Coder Social home page Coder Social logo

muax's Introduction

muax ๐Ÿ˜˜

Muax provides help for using DeepMind's mctx on gym-style environments.

Installation

You can install the released version of muax through PyPI:

pip install muax

Getting started

Muax provides some functions around mctx's high-level policy muzero_policy. The usage of muax could be similar to using policies like DQN, PPO and etc. For instance, in a typical loop for interacting with the environment, the code is like(code snippet from muax/test):

random_seed = 0
key = jax.random.PRNGKey(random_seed)
obs, info = env.reset(seed=random_seed)
done = False
episode_reward = 0
for t in range(env.spec.max_episode_steps):
    key, subkey = jax.random.split(key)
    a = model.act(subkey, obs, 
                  num_simulations=num_simulations,
                  temperature=0.) # Use deterministic actions during testing
    obs_next, r, done, truncated, info = env.step(a)
    episode_reward += r
    if done or truncated:
        break 
    obs = obs_next

Check cartpole.ipynb for a basic training example(The notebook should be runnable on colab).

  1. To train a MuZero model, the user needs to define the representation_fn, prediction_fn and dynamic_fn with haiku. muax/nn provides an example of defining an MLP with single hidden layer.
import jax 
jax.config.update('jax_platform_name', 'cpu')

import muax
from muax import nn 

support_size = 10 
embedding_size = 8
num_actions = 2
full_support_size = int(support_size * 2 + 1)

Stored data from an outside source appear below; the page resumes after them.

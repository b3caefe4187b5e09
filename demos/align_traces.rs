//! Example usage of the seistrace crate

use seistrace::{find_best_shift, Trace};

fn main() -> Result<(), Box<dyn std::error::Error>> {
    println!("=== Trace Examples ===\n");

    // A synthetic pulse sampled every 0.05 s
    let t: Vec<f64> = (0..200).map(|i| i as f64 * 0.05).collect();
    let amplitude: Vec<f64> = t
        .iter()
        .map(|&t| (-(t - 4.0).powi(2)).exp() * (6.0 * t).sin())
        .collect();
    let record = Trace::new(t, amplitude)?;

    println!("1. Summary:");
    println!(
        "  {} samples, max {:.3} at t = {:.2}, min {:.3} at t = {:.2}",
        record.len(),
        record.max_value(),
        record.x_for_max_value(),
        record.min_value(),
        record.x_for_min_value()
    );
    println!("  mean {:.4}, variance {:.4}", record.mean(), record.variance());

    println!("\n2. Local maxima:");
    for i in record.index_of_upward_convex() {
        println!("  t = {:5.2}  y = {:6.3}", record.x_at(i), record.y_at(i));
    }

    println!("\n3. Cubic interpolation between samples:");
    for c in [3.71, 4.02, 4.33] {
        println!("  f({:.2}) = {:.4}", c, record.to_value(3, c)?);
    }

    println!("\n4. Alignment of a window cut from the record:");
    let window = record.cut_window(3.5, 4.5)?.shift_x(-3.5);
    println!("  window of {} samples fits at shift {:.2} s", window.len(), record.find_best_shift(&window)?);
    println!(
        "  index shift between raw arrays: {}",
        find_best_shift(record.y(), window.y())
    );

    Ok(())
}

repr_fn = nn._init_representation_func(nn.Representation, embedding_size)
pred_fn = nn._init_prediction_func(nn.Prediction, num_actions, full_support_size)
dy_fn = nn._init_dynamic_func(nn.Dynamic, embedding_size, num_actions, full_support_size)
  1. muax has built-in episode tracer and replay buffuer to track and store trajectories from interacting with environments. The first parameter of muax.PNStep (10 in the following code) is the n for n-step bootstrapping.
discount = 0.99
tracer = muax.PNStep(10, discount, 0.5)
buffer = muax.TrajectoryReplayBuffer(500)
  1. muax leverages optax to build optimizer to update weights
gradient_transform = muax.model.optimizer(init_value=0.02, peak_value=0.02, end_value=0.002, warmup_steps=5000, transition_steps=5000)
  1. Now we are ready to call muax.fit function to fit the model to the CartPole environment
model = muax.MuZero(repr_fn, pred_fn, dy_fn, policy='muzero', discount=discount,
                    optimizer=gradient_transform, support_size=support_size)

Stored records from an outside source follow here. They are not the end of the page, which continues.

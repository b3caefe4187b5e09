//! # seistrace
//!
//! Immutable sampled functions `y = f(x)` for seismic waveform work.
//!
//! A [`Trace`] owns its samples and never changes after construction; shifting,
//! scaling, adding and windowing all return new traces, so a trace can be
//! shared between threads freely.
//!
//! ## Features
//!
//! - Local interpolation through the nearest `n + 1` samples
//! - Global least squares polynomial fits
//! - Peak and convexity detection
//! - Cross-correlation search for the best alignment of two signals
//! - Loading from whitespace separated text (with comment lines) and CSV
//!
//! ## Example
//!
//! ```rust
//! use seistrace::Trace;
//!
//! let x: Vec<f64> = (0..10).map(|i| i as f64).collect();
//! let y: Vec<f64> = x.iter().map(|x| 1.0 + 2.0 * x).collect();
//! let trace = Trace::new(x, y).expect("Same lengths");
//!
//! let line = trace.to_polynomial(1).expect("Enough samples");
//! assert!((line.coefficients()[1] - 2.0).abs() < 1e-9);
//! assert!((trace.to_value(1, 2.5).unwrap() - 6.0).abs() < 1e-9);
//! ```

mod alignment;
mod csv_utils;
mod error;
mod nearest;
mod polynomial;
mod reader;
mod trace;

pub use alignment::find_best_shift;
pub use csv_utils::{read_csv_trace, write_csv_trace};
pub use error::{Result, TraceError};
pub use nearest::near_points;
pub use polynomial::{fit_least_squares, interpolate_exact, Polynomial};
pub use reader::{TraceReader, DEFAULT_COMMENT_MARKERS};
pub use trace::{TimeWindow, Trace};

/// Loads a trace from a whitespace separated text file with x and y in the
/// first two columns.
///
/// This is a convenience for `Trace::from_path`.
///
/// # Example
///
/// ```rust,no_run
/// let trace = seistrace::load("record.txt").expect("Readable file");
/// println!("{} samples, peak at x = {}", trace.len(), trace.x_for_max_value());
/// ```
pub fn load<P: AsRef<std::path::Path>>(path: P) -> Result<Trace> {
    Trace::from_path(path)
}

model_path = muax.fit(model, 'CartPole-v1', 
                    max_episodes=1000,
                    max_training_steps=10000,
                    tracer=tracer,
                    buffer=buffer,
                    k_steps=10,
                    sample_per_trajectory=1,
                    num_trajectory=32,
                    tensorboard_dir='/content/tensorboard/cartpole',
                    model_save_path='/content/models/cartpole',
                    save_name='cartpole_model_params',
                    random_seed=0,
                    log_all_metrics=True)

The full training script:

import muax
from muax import nn 

support_size = 10 
embedding_size = 8
discount = 0.99
num_actions = 2
full_support_size = int(support_size * 2 + 1)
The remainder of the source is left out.